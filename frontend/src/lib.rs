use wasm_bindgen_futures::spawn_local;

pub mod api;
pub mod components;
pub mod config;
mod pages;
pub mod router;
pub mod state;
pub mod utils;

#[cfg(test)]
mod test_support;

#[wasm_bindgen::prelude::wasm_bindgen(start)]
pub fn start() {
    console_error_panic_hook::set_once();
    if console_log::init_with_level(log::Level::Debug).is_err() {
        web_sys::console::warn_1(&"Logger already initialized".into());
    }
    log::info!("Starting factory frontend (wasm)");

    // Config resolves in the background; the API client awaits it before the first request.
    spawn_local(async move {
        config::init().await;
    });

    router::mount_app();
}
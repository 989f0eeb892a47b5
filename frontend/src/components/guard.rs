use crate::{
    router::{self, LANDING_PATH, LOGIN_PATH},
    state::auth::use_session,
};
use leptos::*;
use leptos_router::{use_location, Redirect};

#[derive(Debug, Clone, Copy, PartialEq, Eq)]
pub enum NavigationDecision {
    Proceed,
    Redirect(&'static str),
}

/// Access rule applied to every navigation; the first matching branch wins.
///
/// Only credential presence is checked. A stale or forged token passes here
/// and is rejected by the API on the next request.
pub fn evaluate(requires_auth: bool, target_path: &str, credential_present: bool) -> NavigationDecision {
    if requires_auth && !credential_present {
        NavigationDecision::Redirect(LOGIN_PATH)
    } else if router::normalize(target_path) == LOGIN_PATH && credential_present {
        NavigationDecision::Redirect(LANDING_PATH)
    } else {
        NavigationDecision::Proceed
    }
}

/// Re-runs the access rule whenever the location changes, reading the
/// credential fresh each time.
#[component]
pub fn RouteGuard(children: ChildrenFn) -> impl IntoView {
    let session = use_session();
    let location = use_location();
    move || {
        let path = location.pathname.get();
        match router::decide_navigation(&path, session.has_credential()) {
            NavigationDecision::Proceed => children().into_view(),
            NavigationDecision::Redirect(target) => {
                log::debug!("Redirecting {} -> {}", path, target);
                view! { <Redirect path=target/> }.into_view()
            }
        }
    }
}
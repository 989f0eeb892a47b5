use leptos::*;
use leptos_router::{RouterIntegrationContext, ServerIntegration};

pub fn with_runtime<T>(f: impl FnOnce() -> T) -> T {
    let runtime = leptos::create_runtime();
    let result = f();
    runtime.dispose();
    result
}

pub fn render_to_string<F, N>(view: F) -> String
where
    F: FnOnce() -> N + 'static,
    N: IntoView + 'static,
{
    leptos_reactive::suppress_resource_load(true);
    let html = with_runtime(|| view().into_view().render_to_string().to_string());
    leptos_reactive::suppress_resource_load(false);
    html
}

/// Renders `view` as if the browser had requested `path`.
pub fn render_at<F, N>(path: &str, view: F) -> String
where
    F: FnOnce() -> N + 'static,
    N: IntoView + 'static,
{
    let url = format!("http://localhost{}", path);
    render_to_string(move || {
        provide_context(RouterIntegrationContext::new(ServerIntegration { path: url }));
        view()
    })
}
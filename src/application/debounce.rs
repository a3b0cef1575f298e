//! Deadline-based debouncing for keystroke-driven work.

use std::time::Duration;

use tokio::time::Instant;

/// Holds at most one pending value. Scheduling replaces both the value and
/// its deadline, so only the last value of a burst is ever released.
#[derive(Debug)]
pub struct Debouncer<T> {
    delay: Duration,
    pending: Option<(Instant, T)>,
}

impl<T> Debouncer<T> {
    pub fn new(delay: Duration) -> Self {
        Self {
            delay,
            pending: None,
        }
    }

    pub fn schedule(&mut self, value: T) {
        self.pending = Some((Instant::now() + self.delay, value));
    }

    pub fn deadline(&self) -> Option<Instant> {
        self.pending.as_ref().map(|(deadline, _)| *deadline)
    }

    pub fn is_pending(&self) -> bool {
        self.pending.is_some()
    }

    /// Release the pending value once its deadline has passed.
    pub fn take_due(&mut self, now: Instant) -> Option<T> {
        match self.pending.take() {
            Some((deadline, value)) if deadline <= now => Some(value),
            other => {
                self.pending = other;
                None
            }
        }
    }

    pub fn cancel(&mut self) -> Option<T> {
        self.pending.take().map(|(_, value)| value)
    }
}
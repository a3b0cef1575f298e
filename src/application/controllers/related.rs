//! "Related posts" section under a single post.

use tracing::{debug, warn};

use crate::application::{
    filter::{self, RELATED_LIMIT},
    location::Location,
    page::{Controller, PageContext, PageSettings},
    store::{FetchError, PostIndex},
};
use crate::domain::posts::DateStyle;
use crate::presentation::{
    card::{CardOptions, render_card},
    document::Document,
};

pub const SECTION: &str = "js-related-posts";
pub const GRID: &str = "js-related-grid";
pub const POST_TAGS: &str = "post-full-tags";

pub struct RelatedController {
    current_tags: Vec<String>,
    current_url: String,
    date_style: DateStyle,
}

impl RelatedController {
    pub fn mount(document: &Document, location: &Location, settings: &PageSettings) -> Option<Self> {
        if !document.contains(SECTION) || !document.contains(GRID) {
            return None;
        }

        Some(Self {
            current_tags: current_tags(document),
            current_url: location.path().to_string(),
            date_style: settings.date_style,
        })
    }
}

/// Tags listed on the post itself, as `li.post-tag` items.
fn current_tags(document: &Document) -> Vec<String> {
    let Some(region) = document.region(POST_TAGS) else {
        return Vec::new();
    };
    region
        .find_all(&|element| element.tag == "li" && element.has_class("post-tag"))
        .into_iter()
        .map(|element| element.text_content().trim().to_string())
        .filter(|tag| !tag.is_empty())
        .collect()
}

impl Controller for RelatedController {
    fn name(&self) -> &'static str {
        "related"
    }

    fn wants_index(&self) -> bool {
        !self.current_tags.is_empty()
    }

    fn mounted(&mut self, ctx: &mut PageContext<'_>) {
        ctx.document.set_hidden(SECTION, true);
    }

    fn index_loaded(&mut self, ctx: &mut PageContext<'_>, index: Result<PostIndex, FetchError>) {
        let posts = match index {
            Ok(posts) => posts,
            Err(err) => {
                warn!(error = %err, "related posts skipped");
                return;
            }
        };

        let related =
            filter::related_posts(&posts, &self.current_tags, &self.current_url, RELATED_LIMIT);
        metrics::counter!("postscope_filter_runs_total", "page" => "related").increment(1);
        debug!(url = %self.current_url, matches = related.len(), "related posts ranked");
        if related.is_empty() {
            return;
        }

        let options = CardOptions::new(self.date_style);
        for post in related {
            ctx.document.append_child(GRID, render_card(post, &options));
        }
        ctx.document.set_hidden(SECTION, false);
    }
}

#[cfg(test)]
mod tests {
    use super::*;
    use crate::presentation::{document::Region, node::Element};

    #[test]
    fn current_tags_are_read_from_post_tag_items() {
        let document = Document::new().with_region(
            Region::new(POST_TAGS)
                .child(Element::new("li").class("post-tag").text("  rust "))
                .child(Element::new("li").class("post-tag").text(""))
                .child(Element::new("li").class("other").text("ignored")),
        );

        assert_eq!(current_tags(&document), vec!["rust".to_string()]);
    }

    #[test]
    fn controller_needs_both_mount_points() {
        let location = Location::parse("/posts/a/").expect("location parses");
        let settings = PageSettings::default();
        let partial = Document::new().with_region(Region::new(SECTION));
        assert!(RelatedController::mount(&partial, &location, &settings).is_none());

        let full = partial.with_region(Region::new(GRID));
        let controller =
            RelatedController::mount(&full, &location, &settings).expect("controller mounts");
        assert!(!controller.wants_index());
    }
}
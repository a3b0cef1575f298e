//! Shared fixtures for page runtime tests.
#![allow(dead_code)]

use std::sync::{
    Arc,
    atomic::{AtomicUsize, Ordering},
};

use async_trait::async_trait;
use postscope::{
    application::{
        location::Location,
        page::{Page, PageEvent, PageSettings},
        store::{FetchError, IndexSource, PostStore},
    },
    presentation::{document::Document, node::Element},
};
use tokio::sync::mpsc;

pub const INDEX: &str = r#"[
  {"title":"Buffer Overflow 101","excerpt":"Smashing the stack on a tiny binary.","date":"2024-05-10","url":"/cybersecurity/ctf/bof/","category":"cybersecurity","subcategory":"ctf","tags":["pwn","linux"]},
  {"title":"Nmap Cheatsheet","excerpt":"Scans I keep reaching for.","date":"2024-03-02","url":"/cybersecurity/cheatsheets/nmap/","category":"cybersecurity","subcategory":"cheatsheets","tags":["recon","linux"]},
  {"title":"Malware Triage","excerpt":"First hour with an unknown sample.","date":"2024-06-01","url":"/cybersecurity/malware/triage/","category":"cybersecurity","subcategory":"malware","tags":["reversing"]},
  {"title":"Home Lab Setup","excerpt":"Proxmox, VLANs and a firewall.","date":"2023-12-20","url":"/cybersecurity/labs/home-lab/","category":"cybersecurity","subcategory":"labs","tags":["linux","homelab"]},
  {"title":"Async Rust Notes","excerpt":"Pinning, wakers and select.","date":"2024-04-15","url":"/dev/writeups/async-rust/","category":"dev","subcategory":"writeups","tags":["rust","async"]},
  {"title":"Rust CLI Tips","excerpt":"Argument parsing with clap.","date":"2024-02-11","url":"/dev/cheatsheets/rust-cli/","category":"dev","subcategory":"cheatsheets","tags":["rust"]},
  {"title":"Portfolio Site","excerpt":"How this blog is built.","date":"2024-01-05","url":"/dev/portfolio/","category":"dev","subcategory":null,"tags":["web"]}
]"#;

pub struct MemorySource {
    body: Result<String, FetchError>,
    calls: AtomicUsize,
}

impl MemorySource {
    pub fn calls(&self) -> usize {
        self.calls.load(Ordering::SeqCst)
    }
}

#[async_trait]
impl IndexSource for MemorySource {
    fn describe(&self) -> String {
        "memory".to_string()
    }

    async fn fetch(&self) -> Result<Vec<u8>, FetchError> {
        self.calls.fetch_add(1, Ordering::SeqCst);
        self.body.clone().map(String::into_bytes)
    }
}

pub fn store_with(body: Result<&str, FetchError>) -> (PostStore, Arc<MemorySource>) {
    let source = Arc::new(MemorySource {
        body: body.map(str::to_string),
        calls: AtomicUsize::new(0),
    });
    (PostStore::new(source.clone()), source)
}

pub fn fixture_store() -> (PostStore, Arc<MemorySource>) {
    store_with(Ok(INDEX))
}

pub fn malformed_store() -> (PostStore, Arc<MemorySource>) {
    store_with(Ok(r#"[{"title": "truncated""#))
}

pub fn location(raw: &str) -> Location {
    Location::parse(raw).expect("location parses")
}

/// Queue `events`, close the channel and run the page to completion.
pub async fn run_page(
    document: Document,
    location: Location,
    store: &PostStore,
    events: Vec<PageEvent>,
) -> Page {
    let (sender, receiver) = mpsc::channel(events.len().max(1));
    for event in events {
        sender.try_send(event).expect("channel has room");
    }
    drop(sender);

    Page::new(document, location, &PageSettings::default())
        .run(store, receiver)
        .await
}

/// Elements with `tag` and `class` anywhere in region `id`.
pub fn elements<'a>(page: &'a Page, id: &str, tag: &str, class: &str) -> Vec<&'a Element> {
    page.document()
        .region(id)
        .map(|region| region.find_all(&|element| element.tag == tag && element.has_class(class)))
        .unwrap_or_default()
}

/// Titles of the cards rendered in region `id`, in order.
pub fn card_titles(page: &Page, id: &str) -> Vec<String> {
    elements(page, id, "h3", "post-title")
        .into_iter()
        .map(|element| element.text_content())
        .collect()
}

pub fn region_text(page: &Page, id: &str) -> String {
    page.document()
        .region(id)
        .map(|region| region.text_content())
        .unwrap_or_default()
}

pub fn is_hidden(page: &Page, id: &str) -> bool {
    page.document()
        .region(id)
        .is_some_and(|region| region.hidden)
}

---

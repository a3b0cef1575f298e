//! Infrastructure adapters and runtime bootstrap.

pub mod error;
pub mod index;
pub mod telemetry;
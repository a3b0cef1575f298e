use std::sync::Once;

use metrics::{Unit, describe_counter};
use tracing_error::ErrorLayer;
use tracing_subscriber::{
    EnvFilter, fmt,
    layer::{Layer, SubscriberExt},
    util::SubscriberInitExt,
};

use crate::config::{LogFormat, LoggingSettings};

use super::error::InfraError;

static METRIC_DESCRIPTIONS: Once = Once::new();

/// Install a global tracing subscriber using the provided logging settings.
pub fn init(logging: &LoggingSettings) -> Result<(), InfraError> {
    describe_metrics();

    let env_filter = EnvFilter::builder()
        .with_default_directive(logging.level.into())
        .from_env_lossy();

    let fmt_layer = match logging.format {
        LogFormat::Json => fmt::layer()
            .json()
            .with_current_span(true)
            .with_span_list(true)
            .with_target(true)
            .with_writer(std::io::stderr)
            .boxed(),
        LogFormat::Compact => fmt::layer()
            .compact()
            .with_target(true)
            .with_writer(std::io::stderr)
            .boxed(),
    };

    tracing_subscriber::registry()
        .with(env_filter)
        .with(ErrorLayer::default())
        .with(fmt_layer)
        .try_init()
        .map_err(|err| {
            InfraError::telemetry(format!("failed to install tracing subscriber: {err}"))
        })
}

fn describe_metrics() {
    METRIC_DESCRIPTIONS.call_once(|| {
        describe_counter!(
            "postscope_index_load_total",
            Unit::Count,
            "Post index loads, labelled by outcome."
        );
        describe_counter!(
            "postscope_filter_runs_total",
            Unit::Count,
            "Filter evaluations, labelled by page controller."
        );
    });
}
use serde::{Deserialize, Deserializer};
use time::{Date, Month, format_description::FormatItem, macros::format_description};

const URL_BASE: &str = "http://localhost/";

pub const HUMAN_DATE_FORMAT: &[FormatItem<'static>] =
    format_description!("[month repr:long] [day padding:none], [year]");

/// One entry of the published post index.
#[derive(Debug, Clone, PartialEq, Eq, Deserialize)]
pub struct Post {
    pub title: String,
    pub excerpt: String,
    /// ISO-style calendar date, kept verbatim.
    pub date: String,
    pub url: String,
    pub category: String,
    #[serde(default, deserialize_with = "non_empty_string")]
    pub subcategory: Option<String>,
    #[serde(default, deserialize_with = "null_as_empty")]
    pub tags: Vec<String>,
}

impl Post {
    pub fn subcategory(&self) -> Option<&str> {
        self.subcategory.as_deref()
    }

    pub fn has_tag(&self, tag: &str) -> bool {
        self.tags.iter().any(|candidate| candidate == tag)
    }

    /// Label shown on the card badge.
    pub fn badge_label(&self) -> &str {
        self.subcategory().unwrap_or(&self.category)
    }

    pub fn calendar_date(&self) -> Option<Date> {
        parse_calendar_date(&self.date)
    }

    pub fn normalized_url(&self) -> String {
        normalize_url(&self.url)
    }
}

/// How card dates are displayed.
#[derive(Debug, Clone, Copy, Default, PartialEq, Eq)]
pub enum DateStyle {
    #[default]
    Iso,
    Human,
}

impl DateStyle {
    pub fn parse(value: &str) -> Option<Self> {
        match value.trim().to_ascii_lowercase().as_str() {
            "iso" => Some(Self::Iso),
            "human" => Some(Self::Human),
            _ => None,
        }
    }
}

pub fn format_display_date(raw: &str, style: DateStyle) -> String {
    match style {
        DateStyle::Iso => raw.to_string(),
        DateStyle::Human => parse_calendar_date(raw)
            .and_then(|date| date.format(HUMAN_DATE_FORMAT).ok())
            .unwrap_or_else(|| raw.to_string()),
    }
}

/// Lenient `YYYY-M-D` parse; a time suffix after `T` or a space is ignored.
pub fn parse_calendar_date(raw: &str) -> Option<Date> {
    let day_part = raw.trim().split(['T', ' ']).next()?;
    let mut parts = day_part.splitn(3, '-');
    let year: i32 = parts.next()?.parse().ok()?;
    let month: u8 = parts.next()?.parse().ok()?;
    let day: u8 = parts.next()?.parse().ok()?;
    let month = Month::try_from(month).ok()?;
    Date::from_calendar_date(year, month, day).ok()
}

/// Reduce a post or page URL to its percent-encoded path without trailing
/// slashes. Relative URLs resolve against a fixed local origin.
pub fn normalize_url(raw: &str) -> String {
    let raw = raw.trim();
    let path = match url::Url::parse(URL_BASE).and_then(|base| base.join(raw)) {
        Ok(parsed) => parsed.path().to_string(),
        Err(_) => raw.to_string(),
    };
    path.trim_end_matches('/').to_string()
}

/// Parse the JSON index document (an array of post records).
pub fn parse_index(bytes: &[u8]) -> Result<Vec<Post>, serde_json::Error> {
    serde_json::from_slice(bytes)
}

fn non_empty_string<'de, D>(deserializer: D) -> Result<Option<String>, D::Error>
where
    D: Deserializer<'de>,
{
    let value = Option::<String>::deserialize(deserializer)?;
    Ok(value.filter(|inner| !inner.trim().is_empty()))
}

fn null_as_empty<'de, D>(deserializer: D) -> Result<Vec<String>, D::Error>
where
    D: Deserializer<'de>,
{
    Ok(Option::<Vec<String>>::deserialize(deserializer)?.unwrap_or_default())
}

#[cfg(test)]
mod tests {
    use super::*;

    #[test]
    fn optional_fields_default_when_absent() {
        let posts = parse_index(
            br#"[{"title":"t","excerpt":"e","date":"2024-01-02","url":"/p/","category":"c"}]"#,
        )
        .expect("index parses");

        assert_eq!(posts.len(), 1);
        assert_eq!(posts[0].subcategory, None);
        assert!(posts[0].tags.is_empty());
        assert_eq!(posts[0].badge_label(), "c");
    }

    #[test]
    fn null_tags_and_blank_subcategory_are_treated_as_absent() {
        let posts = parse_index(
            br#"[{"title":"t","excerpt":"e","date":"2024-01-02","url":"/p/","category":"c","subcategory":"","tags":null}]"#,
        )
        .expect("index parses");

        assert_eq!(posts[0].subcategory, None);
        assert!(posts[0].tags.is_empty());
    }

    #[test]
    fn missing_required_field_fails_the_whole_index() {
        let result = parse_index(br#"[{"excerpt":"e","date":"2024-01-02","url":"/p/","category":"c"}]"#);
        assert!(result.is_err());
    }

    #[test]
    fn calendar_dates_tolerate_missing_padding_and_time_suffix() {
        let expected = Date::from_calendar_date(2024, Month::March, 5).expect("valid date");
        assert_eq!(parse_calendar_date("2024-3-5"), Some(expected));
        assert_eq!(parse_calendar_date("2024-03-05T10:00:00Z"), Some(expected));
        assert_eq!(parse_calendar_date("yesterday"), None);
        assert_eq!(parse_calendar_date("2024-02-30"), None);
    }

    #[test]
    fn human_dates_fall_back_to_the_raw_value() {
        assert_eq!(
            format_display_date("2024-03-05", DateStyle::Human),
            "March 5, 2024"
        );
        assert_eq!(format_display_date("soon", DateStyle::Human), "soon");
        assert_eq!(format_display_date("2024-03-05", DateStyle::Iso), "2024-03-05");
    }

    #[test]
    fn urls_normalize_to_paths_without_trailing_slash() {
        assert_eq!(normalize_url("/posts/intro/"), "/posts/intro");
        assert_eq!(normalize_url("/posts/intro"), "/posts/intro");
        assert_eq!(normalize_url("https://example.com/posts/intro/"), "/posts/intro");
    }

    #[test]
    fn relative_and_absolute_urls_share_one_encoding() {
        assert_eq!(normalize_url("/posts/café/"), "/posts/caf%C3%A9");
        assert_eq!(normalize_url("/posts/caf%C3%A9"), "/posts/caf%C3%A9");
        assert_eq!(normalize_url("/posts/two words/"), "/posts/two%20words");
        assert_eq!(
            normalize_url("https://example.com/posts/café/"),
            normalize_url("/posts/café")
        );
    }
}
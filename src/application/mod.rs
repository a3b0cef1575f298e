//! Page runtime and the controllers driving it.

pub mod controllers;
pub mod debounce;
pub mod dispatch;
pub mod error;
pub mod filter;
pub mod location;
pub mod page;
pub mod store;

Problem requirements – Reproduce every line of the records containing the string "year".

Solution to this problem –
    format_description!("[month repr:long] [day padding:none], [year]");
    let year: i32 = parts.next()?.parse().ok()?;
    Date::from_calendar_date(year, month, day).ok()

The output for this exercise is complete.